前回の当欄は「当面の妥当株価の上限に近く、注意が必要な時期に差し掛かっているとみる」と結んだ。
日経平均株価は6月8日に2万3178円の高値を付けてそこからやや下落したものの、下値は日本銀行と海外勢が買い、上値は個人投資家が売るという状態になっている。
加えて、現在の株式市場に対しては、強気と弱気の両方の見方をすることができる。強気派は新型コロナウイルス感染拡大の影響を、強力な財政出動とそれを支える金融政策の組み合わせで乗り越えることができると考えている。それに対して、弱気派は経済政策が新型コロナの穴を埋めることはできるが、それを超えてプラスにはならないと考える。

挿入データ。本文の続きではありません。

//! `cargo affected classify` and `cargo affected include`
//!
//! `classify` prints the tier of each module. `include` is the task guard:
//! it prints `true`/`false` and its exit status tells a task runner whether to
//! run the module's tasks (0 = run, 1 = skip). Errors exit 2 or 3, never 1.

use crate::core::context::BuildContext;
use crate::core::error::AffectedResult;

/// Run the classify command
pub fn run_classify(ctx: &BuildContext, modules: Vec<String>, json: bool) -> AffectedResult<()> {
  let detector = ctx.detector()?;

  let mut results = Vec::with_capacity(modules.len());
  for module in modules {
    let subset = ctx.classify(&module)?;
    let included = ctx.should_include(&module)?;
    // Accept-all mode classifies modules it has never seen; they have no edges.
    let dependencies = if detector.is_enabled() || detector.all_modules().contains(&module) {
      detector.dependencies(&module)?
    } else {
      Vec::new()
    };
    results.push((module, subset, included, dependencies));
  }

  if json {
    let output: Vec<_> = results
      .iter()
      .map(|(module, subset, included, dependencies)| {
        serde_json::json!({
          "module": module,
          "classification": subset,
          "included": included,
          "dependencies": dependencies,
        })
      })
      .collect();
    println!("{}", serde_json::to_string_pretty(&output)?);
  } else {
    for (module, subset, included, dependencies) in &results {
      let marker = if *included { "✅" } else { "⏭ " };
      println!("{} {}: {}", marker, module, subset);
      if !dependencies.is_empty() {
        println!("     depends on: {}", dependencies.join(", "));
      }
    }
  }

  Ok(())
}

/// Run the include command. Returns whether the module is in scope.
pub fn run_include(ctx: &BuildContext, module: String) -> AffectedResult<bool> {
  let included = ctx.should_include(&module)?;
  println!("{}", included);
  Ok(included)
}
use crate::core::error::{AffectedError, AffectedResult, ConfigError, ResultExt};
use crate::graph::project_graph::normalize;
use serde::{Deserialize, Serialize};
use std::collections::BTreeSet;
use std::fs;
use std::path::{Component, Path, PathBuf};

/// Configuration for cargo-affected
/// Searched in order: affected.toml, .affected.toml, .cargo/affected.toml, .config/affected.toml
///
/// The file is optional. Without one, the module graph comes from the Cargo
/// workspace and the detector runs with defaults.
#[derive(Debug, Clone, Default, Serialize, Deserialize)]
pub struct AffectedConfig {
  #[serde(default)]
  pub detector: DetectorConfig,
  #[serde(default)]
  pub graph: GraphConfig,
  #[serde(default)]
  pub modules: Vec<ModuleConfig>,
}

/// Detector policy
#[derive(Debug, Clone, Serialize, Deserialize)]
pub struct DetectorConfig {
  /// When false, every module is treated as changed (accept-all detector)
  #[serde(default = "default_true")]
  pub enabled: bool,

  /// Diff against this revision instead of the previous merge commit
  #[serde(default)]
  pub baseline: Option<String>,

  /// Count working-tree and untracked changes, not just commits
  #[serde(default = "default_true")]
  pub include_uncommitted: bool,

  /// Modules that are always treated as changed
  #[serde(default)]
  pub always_build: Vec<String>,

  /// Directories whose changes never affect any module (e.g. "docs")
  #[serde(default)]
  pub ignored_paths: Vec<PathBuf>,

  /// Groups of modules that are always classified together
  #[serde(default)]
  pub cobuilt: Vec<Vec<String>>,
}

fn default_true() -> bool {
  true
}

impl Default for DetectorConfig {
  fn default() -> Self {
    Self {
      enabled: true,
      baseline: None,
      include_uncommitted: true,
      always_build: Vec::new(),
      ignored_paths: Vec::new(),
      cobuilt: Vec::new(),
    }
  }
}

impl DetectorConfig {
  /// Validate detector configuration
  pub fn validate(&self) -> AffectedResult<()> {
    for group in &self.cobuilt {
      let unique: BTreeSet<_> = group.iter().collect();
      if unique.len() < 2 {
        return Err(
          ConfigError::InvalidValue {
            field: "detector.cobuilt".to_string(),
            reason: format!("group [{}] needs at least two distinct modules", group.join(", ")),
          }
          .into(),
        );
      }
    }

    if let Some(ref baseline) = self.baseline
      && baseline.trim().is_empty()
    {
      return Err(
        ConfigError::InvalidValue {
          field: "detector.baseline".to_string(),
          reason: "must not be empty".to_string(),
        }
        .into(),
      );
    }

    for path in &self.ignored_paths {
      let reason = if path.is_absolute() {
        Some("must be relative to the repository root")
      } else if path.components().any(|c| matches!(c, Component::ParentDir)) {
        Some("must not contain '..'")
      } else if normalize(path).as_os_str().is_empty() {
        // An empty prefix would match every file and hide every change
        Some("must name a directory below the repository root")
      } else {
        None
      };

      if let Some(reason) = reason {
        return Err(
          ConfigError::InvalidValue {
            field: "detector.ignored_paths".to_string(),
            reason: format!("'{}' {}", path.display(), reason),
          }
          .into(),
        );
      }
    }

    Ok(())
  }

  /// Co-built groups as sets
  pub fn cobuilt_groups(&self) -> Vec<BTreeSet<String>> {
    self
      .cobuilt
      .iter()
      .map(|group| group.iter().cloned().collect())
      .collect()
  }
}

/// Where the module graph comes from
#[derive(Debug, Clone, Copy, Default, PartialEq, Eq, Serialize, Deserialize)]
#[serde(rename_all = "lowercase")]
pub enum GraphProvider {
  /// `[[modules]]` if any are declared, Cargo workspace otherwise
  #[default]
  Auto,
  /// Cargo workspace members via cargo metadata
  Cargo,
  /// `[[modules]]` tables in this file
  Declared,
}

#[derive(Debug, Clone, Default, Serialize, Deserialize)]
pub struct GraphConfig {
  #[serde(default)]
  pub provider: GraphProvider,
}

/// A declared module
///
/// ```toml
/// [[modules]]
/// path = ":compose:ui:ui-graphics"
/// dir = "compose/ui/ui-graphics"
/// dependencies = [":compose:ui:ui-unit"]
/// ```
#[derive(Debug, Clone, Serialize, Deserialize)]
pub struct ModuleConfig {
  pub path: String,
  /// Directory relative to the config's workspace root
  pub dir: PathBuf,
  #[serde(default)]
  pub dependencies: Vec<String>,
}

impl AffectedConfig {
  /// Find config file in search order: affected.toml, .affected.toml, .cargo/affected.toml, .config/affected.toml
  pub fn find_config_path(path: &Path) -> Option<PathBuf> {
    let candidates = [
      path.join("affected.toml"),
      path.join(".affected.toml"),
      path.join(".cargo").join("affected.toml"),
      path.join(".config").join("affected.toml"),
    ];

    candidates.into_iter().find(|p| p.exists())
  }

  /// Load config, falling back to defaults when no file exists
  pub fn load_or_default(path: &Path) -> AffectedResult<Self> {
    match Self::find_config_path(path) {
      Some(config_path) => Self::load_from(&config_path),
      None => Ok(Self::default()),
    }
  }

  /// Load and validate a specific config file
  pub fn load_from(config_path: &Path) -> AffectedResult<Self> {
    let content = fs::read_to_string(config_path)
      .with_context(|| format!("Failed to read config from {}", config_path.display()))?;
    let config = Self::parse(&content).with_context(|| format!("Invalid config in {}", config_path.display()))?;
    tracing::debug!(path = %config_path.display(), "loaded config");
    Ok(config)
  }

  /// Parse and validate config text
  pub fn parse(content: &str) -> AffectedResult<Self> {
    let config: AffectedConfig = toml_edit::de::from_str(content)?;
    config.validate()?;
    Ok(config)
  }

  pub fn validate(&self) -> AffectedResult<()> {
    self.detector.validate()?;

    if self.graph.provider == GraphProvider::Declared && self.modules.is_empty() {
      return Err(AffectedError::with_help(
        "graph.provider is 'declared' but no [[modules]] are declared",
        "Add [[modules]] tables or set graph.provider = \"cargo\"",
      ));
    }

    for module in &self.modules {
      if module.path.trim().is_empty() {
        return Err(
          ConfigError::InvalidValue {
            field: "modules.path".to_string(),
            reason: format!("module in '{}' has an empty path", module.dir.display()),
          }
          .into(),
        );
      }
      if module.dir.is_absolute() {
        return Err(
          ConfigError::InvalidValue {
            field: "modules.dir".to_string(),
            reason: format!("'{}' must be relative to the workspace root", module.dir.display()),
          }
          .into(),
        );
      }
    }

    Ok(())
  }

  /// Resolve `Auto` into a concrete provider
  pub fn effective_provider(&self) -> GraphProvider {
    match self.graph.provider {
      GraphProvider::Auto if self.modules.is_empty() => GraphProvider::Cargo,
      GraphProvider::Auto => GraphProvider::Declared,
      other => other,
    }
  }
}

どちらも一理あるので下値は買われ、上値は利益確定の売りが入るという展開になっている。筆者は現段階では後者に近いが、それは次ページの図でも分かる通り、企業の予想利益の水準に対して株価が高いからだ。企業収益は経済活動の再開に伴ってリバウンドが期待されるが、それでも新型コロナ感染者数の増加は気掛かりで、企業収益が新型コロナ前に戻ると自信を持てるのはもう少し後であろう。
それまでは、米中関係や他国の景気動向がリスクとして残るので、これらのリスクが顕在化するか払拭されると考えられるまでは、株式市場に対して慎重姿勢でいたい。